## REQUIRED ACTION
Each of the lines from the one that contains "part.push(c);" to the end of the entries below should be output exactly.

[Collected data entries]
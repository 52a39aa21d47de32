//! Text shaping.
//!
//! Word-wraps node labels against theme width bounds and records the
//! resulting box dimensions on each node. Latin text segments on spaces;
//! contiguous runs of CJK ideographs travel as single words and are
//! re-split per line when they grow too long, since those scripts carry no
//! inter-word spaces to break on.

mod metrics;

pub use metrics::FontBook;
pub(crate) use metrics::Measurer;

use crate::theme::Theme;
use crate::tree::{Dimensions, NodeClass, NodeId, Tree};

/// A packed line containing more than this many ideographs is re-split.
const MAX_CJK_PER_LINE: usize = 20;
/// Forced re-split stride for over-long ideograph runs.
const CJK_SPLIT_STRIDE: usize = 10;

/// Whether a character is a CJK ideograph for segmentation purposes.
pub(crate) fn is_cjk(c: char) -> bool {
    matches!(
        u32::from(c),
        0x4E00..=0x9FFF      // CJK Unified Ideographs
        | 0x3400..=0x4DBF    // Extension A
        | 0xF900..=0xFAFF    // Compatibility Ideographs
        | 0x20000..=0x2EBEF  // Extensions B..F
    )
}

/// Compute and cache dimensions plus the style class for every node.
pub(crate) fn shape_tree(tree: &mut Tree, theme: &Theme, measurer: &mut Measurer<'_>) {
    for id in tree.pre_order() {
        let class = classify(tree, id);
        let dims = shape_label(&tree.node(id).label, theme, measurer, class);
        tree.node_mut(id).dims = dims;
    }
}

/// Resolve the closed style tag for one node.
fn classify(tree: &Tree, id: NodeId) -> NodeClass {
    if id == tree.root() {
        return NodeClass::Root;
    }
    let node = tree.node(id);
    if node.is_leaf() {
        return NodeClass::Leaf;
    }
    let has_grandchildren = node
        .children
        .iter()
        .any(|&child| !tree.node(child).is_leaf());
    if has_grandchildren {
        NodeClass::BranchWithGrandchildren
    } else {
        NodeClass::BranchLeafParent
    }
}

/// Wrap one label and derive its box dimensions.
fn shape_label(
    label: &str,
    theme: &Theme,
    measurer: &mut Measurer<'_>,
    class: NodeClass,
) -> Dimensions {
    let l = &theme.layout;
    let words = split_words(label);
    if words.is_empty() {
        return Dimensions {
            width: l.min_node_width,
            height: l.min_node_height,
            lines: Vec::new(),
            widest_line: 0.0,
            class,
        };
    }

    let space_width = measurer.width(" ");
    let mut text_width: f32 = words.iter().map(|w| measurer.width(w)).sum();
    text_width += space_width * (words.len() - 1) as f32;

    let width = (text_width + 2.0 * l.text_padding).clamp(l.min_node_width, l.max_node_width);
    let available = width - 2.0 * l.text_padding;

    // Long labels pack against a slightly narrower target so the final box
    // doesn't end with one orphan word on its own line.
    let packing_width = if text_width > l.max_node_width * 1.5 {
        available * 0.85
    } else if text_width > l.max_node_width {
        available * 0.9
    } else {
        available
    };

    let lines = resplit_cjk(pack_lines(&words, packing_width, measurer));
    let widest_line = lines
        .iter()
        .map(|line| measurer.width(line))
        .fold(0.0_f32, f32::max);
    let height = (lines.len() as f32)
        .mul_add(l.line_height, 2.0 * l.text_padding)
        .max(l.min_node_height);

    Dimensions {
        width,
        height,
        lines,
        widest_line,
        class,
    }
}

/// Split a label into words: maximal non-space runs, except that entering
/// or leaving a contiguous ideograph run also ends a word.
fn split_words(text: &str) -> Vec<String> {
    let mut words = Vec::new();
    let mut current = String::new();
    let mut in_cjk_run = false;

    for c in text.chars() {
        if c.is_whitespace() {
            if !current.is_empty() {
                words.push(std::mem::take(&mut current));
            }
            in_cjk_run = false;
        } else if is_cjk(c) {
            if !in_cjk_run && !current.is_empty() {
                words.push(std::mem::take(&mut current));
            }
            current.push(c);
            in_cjk_run = true;
        } else {
            if in_cjk_run && !current.is_empty() {
                words.push(std::mem::take(&mut current));
            }
            current.push(c);
            in_cjk_run = false;
        }
    }
    if !current.is_empty() {
        words.push(current);
    }
    words
}

/// Greedily pack words into lines no wider than `available`.
fn pack_lines(words: &[String], available: f32, measurer: &mut Measurer<'_>) -> Vec<String> {
    let mut lines = Vec::new();
    let mut line = String::new();
    let mut line_width = 0.0_f32;
    let space_width = measurer.width(" ");

    for word in words {
        let word_width = measurer.width(word);
        let join_width = if line.is_empty() { 0.0 } else { space_width };
        if line_width + word_width + join_width <= available {
            if !line.is_empty() {
                line.push(' ');
                line_width += space_width;
            }
            line.push_str(word);
            line_width += word_width;
        } else {
            if !line.is_empty() {
                lines.push(std::mem::take(&mut line));
            }
            line = word.clone();
            line_width = word_width;
        }
    }
    if !line.is_empty() {
        lines.push(line);
    }
    lines
}

/// Re-split any line whose ideograph count exceeds [`MAX_CJK_PER_LINE`] at
/// every [`CJK_SPLIT_STRIDE`]th ideograph; other characters ride along.
fn resplit_cjk(lines: Vec<String>) -> Vec<String> {
    let mut out = Vec::with_capacity(lines.len());
    for line in lines {
        let cjk_count = line.chars().filter(|&c| is_cjk(c)).count();
        if cjk_count <= MAX_CJK_PER_LINE {
            out.push(line);
            continue;
        }
        let mut part = String::new();
        let mut seen = 0usize;
        for c in line.chars() {
            part.push(c);
            if is_cjk(c) {
                seen += 1;
                if seen >= CJK_SPLIT_STRIDE {
                    out.push(std::mem::take(&mut part));
                    seen = 0;
                }
            }
        }
        if !part.is_empty() {
            out.push(part);
        }
    }
    out
}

## TASK SOLUTION
            part.push(c);
            if is_cjk(c) {
                seen += 1;
                if seen >= CJK_SPLIT_STRIDE {
                    out.push(std::mem::take(&mut part));
                    seen = 0;
                }
            }
        }
        if !part.is_empty() {
            out.push(part);
        }
    }
    out
}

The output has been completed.